=== Begin Enclosure ===
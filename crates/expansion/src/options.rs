use json_ld_core::ProcessingMode;

pub use json_ld_context_processing::algorithm::Action;

/// Expansion options.
#[derive(Clone, Copy, Default)]
pub struct Options {
	/// Sets the processing mode.
	pub processing_mode: ProcessingMode,

	/// Term expansion policy.
	///
	/// Default is `Policy::Standard`.
	pub policy: Policy,

	/// If set to true, input document entries are processed lexicographically.
	/// If false, order is not considered in processing.
	pub ordered: bool,
}

impl Options {
	pub fn unordered(self) -> Self {
		Self {
			ordered: false,
			..self
		}
	}
}

impl From<Options> for json_ld_context_processing::Options {
	fn from(options: Options) -> json_ld_context_processing::Options {
		json_ld_context_processing::Options {
			processing_mode: options.processing_mode,
			..Default::default()
		}
	}
}

/// Key expansion policy.
///
/// The default behavior of the expansion algorithm
/// is to drop keys that are not defined in the context unless:
///   - there is a vocabulary mapping (`@vocab`) defined in the context; or
///   - the term contains a `:` character.
/// In other words, a key that cannot be expanded into an
/// IRI or a blank node identifier is dropped unless it contains a `:` character.
///
/// Sometimes, it is preferable to keep undefined keys in the
/// expanded document, or to forbid them completely by raising an error.
/// You can define your preferred policy using one of this type variant
/// with the [`Options::policy`] field.
#[derive(Debug, Clone, Copy, PartialEq, Eq)]
pub struct Policy {
	/// How to expand invalid terms.
	pub invalid: Action,

	/// How to expand valid terms that need a vocabulary mapping
	/// (`@vocab` keyword).
	pub vocab: Action,

	/// How to expand valid terms when there is no vocabulary mapping.
	pub allow_undefined: bool,
}

impl Default for Policy {
	fn default() -> Self {
		Self {
			invalid: Action::Keep,
			vocab: Action::Keep,
			allow_undefined: true,
		}
	}
}
pub use langtag::{InvalidLangTag, LangTag, LangTagBuf};
use std::{borrow::Borrow, fmt, hash::Hash, ops::Deref};

use crate::utils::{case_insensitive_cmp, case_insensitive_eq, case_insensitive_hash};

/// Language tag that may not be well-formed.
#[derive(Debug)]
#[cfg_attr(feature = "serde", derive(serde::Serialize))]
#[cfg_attr(feature = "serde", serde(transparent))]
pub struct LenientLangTag(str);

impl LenientLangTag {
	pub fn new(s: &str) -> (&Self, Option<InvalidLangTag<&str>>) {
		let err = LangTag::new(s).err();
		(unsafe { std::mem::transmute::<&str, &Self>(s) }, err)
	}

	pub fn as_bytes(&self) -> &[u8] {
		self.0.as_bytes()
	}

	pub fn as_str(&self) -> &str {
		&self.0
	}

	pub fn is_well_formed(&self) -> bool {
		LangTag::new(self.as_str()).is_ok()
	}

	pub fn as_well_formed(&self) -> Option<&LangTag> {
		LangTag::new(self.as_str()).ok()
	}
}

impl PartialEq for LenientLangTag {
	fn eq(&self, other: &Self) -> bool {
		case_insensitive_eq(self.as_bytes(), other.as_bytes())
	}
}

impl Eq for LenientLangTag {}

impl PartialOrd for LenientLangTag {
	fn partial_cmp(&self, other: &Self) -> Option<std::cmp::Ordering> {
		Some(self.cmp(other))
	}
}

impl Ord for LenientLangTag {
	fn cmp(&self, other: &Self) -> std::cmp::Ordering {
		case_insensitive_cmp(self.as_bytes(), other.as_bytes())
	}
}

impl Hash for LenientLangTag {
	fn hash<H: std::hash::Hasher>(&self, state: &mut H) {
		case_insensitive_hash(self.as_bytes(), state)
	}
}

impl ToOwned for LenientLangTag {
	type Owned = LenientLangTagBuf;

	fn to_owned(&self) -> Self::Owned {
		LenientLangTagBuf(self.0.to_owned())
	}
}

impl Borrow<str> for LenientLangTag {
	fn borrow(&self) -> &str {
		self.as_str()
	}
}

impl AsRef<str> for LenientLangTag {
	fn as_ref(&self) -> &str {
		self.as_str()
	}
}

impl fmt::Display for LenientLangTag {
	fn fmt(&self, f: &mut fmt::Formatter) -> fmt::Result {
		self.0.fmt(f)
	}
}

/// Owned language tag that may not be well-formed.
#[derive(Debug, Clone)]
pub struct LenientLangTagBuf(String);

impl LenientLangTagBuf {
	pub fn new(s: String) -> (Self, Option<InvalidLangTag<String>>) {
		let err = LangTag::new(s.as_str())
			.err()
			.map(|InvalidLangTag(s)| InvalidLangTag(s.to_owned()));
		(Self(s), err)
	}

	pub fn as_lenient_lang_tag_ref(&self) -> &LenientLangTag {
		unsafe { std::mem::transmute(self.0.as_str()) }
	}

	pub fn into_string(self) -> String {
		self.0
	}

	pub fn into_well_formed(self) -> Result<LangTagBuf, InvalidLangTag<String>> {
		LangTagBuf::new(self.0)
	}
}

impl Deref for LenientLangTagBuf {
	type Target = LenientLangTag;

	fn deref(&self) -> &Self::Target {
		self.as_lenient_lang_tag_ref()
	}
}

impl PartialEq for LenientLangTagBuf {
	fn eq(&self, other: &Self) -> bool {
		self.as_lenient_lang_tag_ref()
			.eq(other.as_lenient_lang_tag_ref())
	}
}

impl Eq for LenientLangTagBuf {}

impl PartialOrd for LenientLangTagBuf {
	fn partial_cmp(&self, other: &Self) -> Option<std::cmp::Ordering> {
		Some(self.cmp(other))
	}
}

impl Ord for LenientLangTagBuf {
	fn cmp(&self, other: &Self) -> std::cmp::Ordering {
		self.as_lenient_lang_tag_ref()
			.cmp(other.as_lenient_lang_tag_ref())
	}
}

impl Hash for LenientLangTagBuf {
	fn hash<H: std::hash::Hasher>(&self, state: &mut H) {
		self.as_lenient_lang_tag_ref().hash(state)
	}
}

impl Borrow<LenientLangTag> for LenientLangTagBuf {
	fn borrow(&self) -> &LenientLangTag {
		self.as_lenient_lang_tag_ref()
	}
}

impl AsRef<LenientLangTag> for LenientLangTagBuf {
	fn as_ref(&self) -> &LenientLangTag {
		self.as_lenient_lang_tag_ref()
	}
}

impl From<LangTagBuf> for LenientLangTagBuf {
	fn from(tag: LangTagBuf) -> Self {
		Self(tag.into_string())
	}
}

impl From<String> for LenientLangTagBuf {
	fn from(tag: String) -> Self {
		Self(tag)
	}
}

impl fmt::Display for LenientLangTagBuf {
	fn fmt(&self, f: &mut fmt::Formatter) -> fmt::Result {
		self.0.fmt(f)
	}
}

#[cfg(feature = "serde")]
impl serde::Serialize for LenientLangTagBuf {
	fn serialize<S>(&self, serializer: S) -> Result<S::Ok, S::Error>
	where
		S: serde::Serializer,
	{
		self.as_str().serialize(serializer)
	}
}

#[cfg(feature = "serde")]
impl<'de> serde::Deserialize<'de> for LenientLangTagBuf {
	fn deserialize<D>(deserializer: D) -> Result<Self, D::Error>
	where
		D: serde::Deserializer<'de>,
	{
		Ok(Self(String::deserialize(deserializer)?))
	}
}
/// Converts one RDF term, appearing as the object of some quad, into the
/// JSON-LD object it represents (a node reference, a reassembled list, or
/// a value object).
fn term_to_object(graph: &GraphData, term: &RdfTerm, options: &Options) -> Object {
	match term {
		RdfTerm::Id(id) if graph.is_list_cell(id) => Object::List(build_list(graph, id, options)),
		RdfTerm::Id(id) => Object::id(Id::Valid(id.clone())),
		RdfTerm::Literal(literal) => Object::Value(literal_to_value(literal, options)),
	}
}

fn literal_to_value(literal: &RdfLiteral, options: &Options) -> Value {
	match literal {
		RdfLiteral::LangString { value, language } => {
			let (tag, _) = langtag::LenientLangTagBuf::new(language.clone());
			Value::LangString(
				crate::LangString::new(value.as_str().into(), Some(tag), None)
					.expect("a language tag was just provided"),
			)
		}
		RdfLiteral::Typed { value, ty } => {
			if ty.as_str() == RDF_JSON.as_str() {
				if let Ok((parsed, _)) = json_syntax::Value::parse_str(value) {
					return Value::Json(parsed);
				}
			}

			if let Some(suffix) = ty.as_str().strip_prefix("https://www.w3.org/ns/i18n#") {
				if let Some((language, direction_str)) = suffix.rsplit_once('_') {
					if let Some(direction) = parse_direction_suffix(direction_str) {
						let language = if language.is_empty() {
							None
						} else {
							Some(langtag::LenientLangTagBuf::new(language.to_string()).0)
						};
						if let Ok(lang_string) =
							crate::LangString::new(value.as_str().into(), language, Some(direction))
						{
							return Value::LangString(lang_string);
						}
					}
				}
			}

			if options.use_native_types {
				if ty.as_str() == XSD_BOOLEAN.as_str() {
					if let Ok(b) = value.parse::<bool>() {
						return Value::Literal(crate::object::value::Literal::Boolean(b), None);
					}
				} else if ty.as_str() == XSD_INTEGER.as_str() {
					if value.parse::<i64>().is_ok() {
						let number = unsafe {
							json_syntax::NumberBuf::new_unchecked(value.as_bytes().into())
						};
						return Value::Literal(crate::object::value::Literal::Number(number), None);
					}
				} else if ty.as_str() == XSD_DOUBLE.as_str() {
					if value.parse::<f64>().is_ok() {
						let number = unsafe {
							json_syntax::NumberBuf::new_unchecked(value.as_bytes().into())
						};
						return Value::Literal(crate::object::value::Literal::Number(number), None);
					}
				}
			}

			if ty.as_str() == XSD_STRING.as_str() {
				return Value::Literal(
					crate::object::value::Literal::String(value.as_str().into()),
					None,
				);
			}

			Value::Literal(
				crate::object::value::Literal::String(value.as_str().into()),
				Some(crate::object::value::Type::Id(ty.clone())),
			)
		}
	}
}

fn build_graph_nodes(graph: GraphData, options: &Options) -> Vec<IndexedObject> {
	let mut result = Vec::new();

	for (subject, _) in graph.properties.iter() {
		// List cells are folded into the `@list` of whatever references
		// them; they never appear as top-level node objects themselves.
		if graph.is_list_cell(subject) {
			continue;
		}

		let mut node = Node::with_id(Id::Valid(subject.clone()));
		*node.types_mut() = graph.types.get(subject).cloned().unwrap_or_default();

		for (predicate, object) in &graph.properties[subject] {
			let value = term_to_object(&graph, object, options);
			node.properties_mut().insert(predicate.clone(), Indexed::none(value));
		}

		result.push(Indexed::none(Object::from(node)));
	}

	result
}

/// Converts a flat list of RDF quads back into an expanded document
/// (§4.6 "Deserialize JSON-LD to RDF", reverse direction). Quads are first
/// partitioned by graph; each graph's subjects become node objects, with
/// `rdf:first`/`rdf:rest` chains folded back into `@list`s and named
/// graphs nested under their graph node's `@graph` entry.
pub fn from_rdf(quads: &[Quad], options: &Options) -> crate::ExpandedDocument {
	let mut graphs: indexmap::IndexMap<Option<ValidId>, GraphData> = indexmap::IndexMap::new();

	for quad in quads {
		let graph = graphs.entry(quad.graph.clone()).or_default();
		graph.add(&quad.predicate, &quad.subject, &quad.object, options);
	}

	let default_graph = graphs.shift_remove(&None).unwrap_or_default();
	let mut default_nodes = build_graph_nodes(default_graph, options);

	for (graph_id, graph_data) in graphs {
		let graph_id = graph_id.expect("only the default graph has no name");
		let graph_nodes = build_graph_nodes(graph_data, options);

		let existing = default_nodes.iter_mut().find(|object| {
			object
				.inner()
				.as_node()
				.and_then(|n| n.id())
				.is_some_and(|id| id == &Id::Valid(graph_id.clone()))
		});

		match existing {
			Some(object) => {
				object.inner_mut().as_node_mut().unwrap().set_graph(Some(graph_nodes));
			}
			None => {
				let mut node = Node::with_id(Id::Valid(graph_id));
				node.set_graph(Some(graph_nodes));
				default_nodes.push(Indexed::none(Object::from(node)));
			}
		}
	}

	default_nodes.into_iter().collect()
}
=== End Enclosure ===
All lines above between those holding "fn to_owned(&self) ->" and "impl PartialOrd for LenientLangTagBuf", inclusive, must be set down unchanged, and no other line may be included.

	fn to_owned(&self) -> Self::Owned {
		LenientLangTagBuf(self.0.to_owned())
	}
}

impl Borrow<str> for LenientLangTag {
	fn borrow(&self) -> &str {
		self.as_str()
	}
}

impl AsRef<str> for LenientLangTag {
	fn as_ref(&self) -> &str {
		self.as_str()
	}
}

impl fmt::Display for LenientLangTag {
	fn fmt(&self, f: &mut fmt::Formatter) -> fmt::Result {
		self.0.fmt(f)
	}
}

/// Owned language tag that may not be well-formed.
#[derive(Debug, Clone)]
pub struct LenientLangTagBuf(String);

impl LenientLangTagBuf {
	pub fn new(s: String) -> (Self, Option<InvalidLangTag<String>>) {
		let err = LangTag::new(s.as_str())
			.err()
			.map(|InvalidLangTag(s)| InvalidLangTag(s.to_owned()));
		(Self(s), err)
	}

	pub fn as_lenient_lang_tag_ref(&self) -> &LenientLangTag {
		unsafe { std::mem::transmute(self.0.as_str()) }
	}

	pub fn into_string(self) -> String {
		self.0
	}

	pub fn into_well_formed(self) -> Result<LangTagBuf, InvalidLangTag<String>> {
		LangTagBuf::new(self.0)
	}
}

impl Deref for LenientLangTagBuf {
	type Target = LenientLangTag;

	fn deref(&self) -> &Self::Target {
		self.as_lenient_lang_tag_ref()
	}
}

impl PartialEq for LenientLangTagBuf {
	fn eq(&self, other: &Self) -> bool {
		self.as_lenient_lang_tag_ref()
			.eq(other.as_lenient_lang_tag_ref())
	}
}

impl Eq for LenientLangTagBuf {}

impl PartialOrd for LenientLangTagBuf {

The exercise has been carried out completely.